- Directed by: V. S. Dhrupad
- Written by: (Dialogues) Viswanathan
- Screenplay by: Maheshvel
- Story by: Gordan Bai Merchant
- Produced by: Gordan Bai Merchant
- Starring: S. M. Kumaresan B. S. Saroja P. G. Venkatesan M. M. Mariyappa
- Cinematography: Vasanth N. Bhuva
- Edited by: G. G. Basheer
- Music by: Vimalkumar
- Production company: Arunodaya Kala Mandir
- Release date: 3 November 1952;
- Running time: 153 minutes
- Country: India
- Language: Tamil

= Kaliyugam (1952 film) =

Kaliyugam is a 1952 Indian, Tamil language film directed by V. S. Dhrupad. The film stars S. M. Kumaresan and B. S. Saroja.
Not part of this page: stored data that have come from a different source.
//! `noche`: command-line client for the Noche match API.
//!
//! # Usage
//!
//! ```text
//! noche --url http://localhost:8080 --token <token> feed E1
//! noche like E1 U2
//! noche --config ~/.config/noche/config.toml matches E1
//! ```

mod client;
mod settings;

use anyhow::Result;
use clap::{Parser, Subcommand};
use client::ApiClient;
use noche_core::decision::DecisionKind;
use settings::ConfigFile;
use tracing::level_filters::LevelFilter;
use tracing_subscriber::EnvFilter;

// ─── CLI args ────────────────────────────────────────────────────────────────

#[derive(Parser, Debug)]
#[command(name = "noche", about = "Command-line client for the Noche match API")]
struct Args {
  /// Path to a TOML config file (url, token).
  #[arg(short, long, value_name = "FILE")]
  config: Option<std::path::PathBuf>,

  /// Base URL of the noche server (default: http://localhost:8080).
  #[arg(long, env = "NOCHE_URL")]
  url: Option<String>,

  /// Bearer token. Falls back to the config file, then to `NOCHE_TOKEN`.
  #[arg(long)]
  token: Option<String>,

  #[command(subcommand)]
  command: Command,
}

#[derive(Subcommand, Debug)]
enum Command {
  /// Show the next undecided participants of an event.
  Feed {
    event: String,
    #[arg(short, long)]
    limit: Option<usize>,
  },
  /// Like a participant.
  Like { event: String, user: String },
  /// Dislike a participant.
  Dislike { event: String, user: String },
  /// List your matches in an event.
  Matches { event: String },
}

// ─── Entry point ─────────────────────────────────────────────────────────────

#[tokio::main]
async fn main() -> Result<()> {
  tracing_subscriber::fmt()
    .with_env_filter(
      EnvFilter::builder()
        .with_default_directive(LevelFilter::WARN.into())
        .from_env_lossy(),
    )
    .with_writer(std::io::stderr)
    .init();

  let args = Args::parse();

  let file_cfg = match &args.config {
    Some(path) => ConfigFile::load(path)?,
    None => ConfigFile::default(),
  };
  let client = ApiClient::new(settings::api_config(args.url, args.token, file_cfg))?;

  match args.command {
    Command::Feed { event, limit } => {
      let page = client.feed(&event, limit).await?;
      if page.participants.is_empty() {
        println!("Nobody left to see in {event}.");
      }
      for p in &page.participants {
        let age = p.age.map(|a| format!(", {a}")).unwrap_or_default();
        println!("{:<16} {}{age}", p.user_id.as_str(), p.display_name);
        if let Some(bio) = &p.bio {
          println!("{:<16} {bio}", "");
        }
      }
      if page.remaining > 0 {
        println!("({} more)", page.remaining);
      }
    }
    Command::Like { event, user } => swipe(&client, &event, &user, DecisionKind::Like).await?,
    Command::Dislike { event, user } => {
      swipe(&client, &event, &user, DecisionKind::Dislike).await?
    }
    Command::Matches { event } => {
      let entries = client.matches(&event).await?;
      if entries.is_empty() {
        println!("No matches in {event} yet.");
      }
      for m in entries {
        let name = m.partner_name.as_deref().unwrap_or("?");
        let at = m.matched_at.format("%Y-%m-%d %H:%M");
        println!("{:<16} {name:<24} {at}", m.partner.as_str());
      }
    }
  }
  Ok(())
}

async fn swipe(client: &ApiClient, event: &str, user: &str, kind: DecisionKind) -> Result<()> {
  let outcome = client.decide(event, user, kind).await?;
  tracing::debug!(?outcome, "decision submitted");
  if outcome.matched {
    let name = outcome
      .matched_display_name
      .or_else(|| outcome.matched_with.map(|u| u.into_inner()))
      .unwrap_or_else(|| user.to_owned());
    println!("It's a match with {name}!");
  } else if outcome.replayed {
    println!("Already {kind}d {user}.");
  } else {
    println!("{kind}d {user}.");
  }
  Ok(())
}
//! Core types, storage traits and the swipe engine for Noche.
//!
//! This crate is free of HTTP and database dependencies. Storage backends
//! (`noche-store-sqlite`, or the in-process [`memory::MemoryStore`])
//! implement the traits in [`store`]; the HTTP layer drives
//! [`engine::SwipeEngine`].

// We intentionally use native `async fn` in traits (stabilised in Rust 1.75).
// Suppress the advisory lint about `Send` bounds on the returned futures.
#![allow(async_fn_in_trait)]

pub mod decision;
pub mod engine;
pub mod error;
pub mod event;
pub mod id;
pub mod matching;
pub mod memory;
pub mod participant;
pub mod retry;
pub mod store;

pub use error::{Error, Result};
It was released on 3 November 1952.

== Cast ==
List adapted from the database of Film News Anandan.

- Male cast
- S. M. Kumaresan
- P. G. Venatesan
- M. M. Mariyappa
- K. A. Thangavelu

- Female cast
- B. S. Saroja
- S. Nandhini

== Production ==
The film was produced by Gordan Bai Merchant who also wrote the story on which the screenplay written by Maheshvel was based. The dialogues were written by Viswanathan. It was directed by V. S. Drupad. Cinematography was handled by Vasanth N. Bhuva and editing by G. G. Basheer. Hiralal Patel was in charge of art direction. Music was composed by Vimalkumar. The film was made at Srikanth Studios in Bombay.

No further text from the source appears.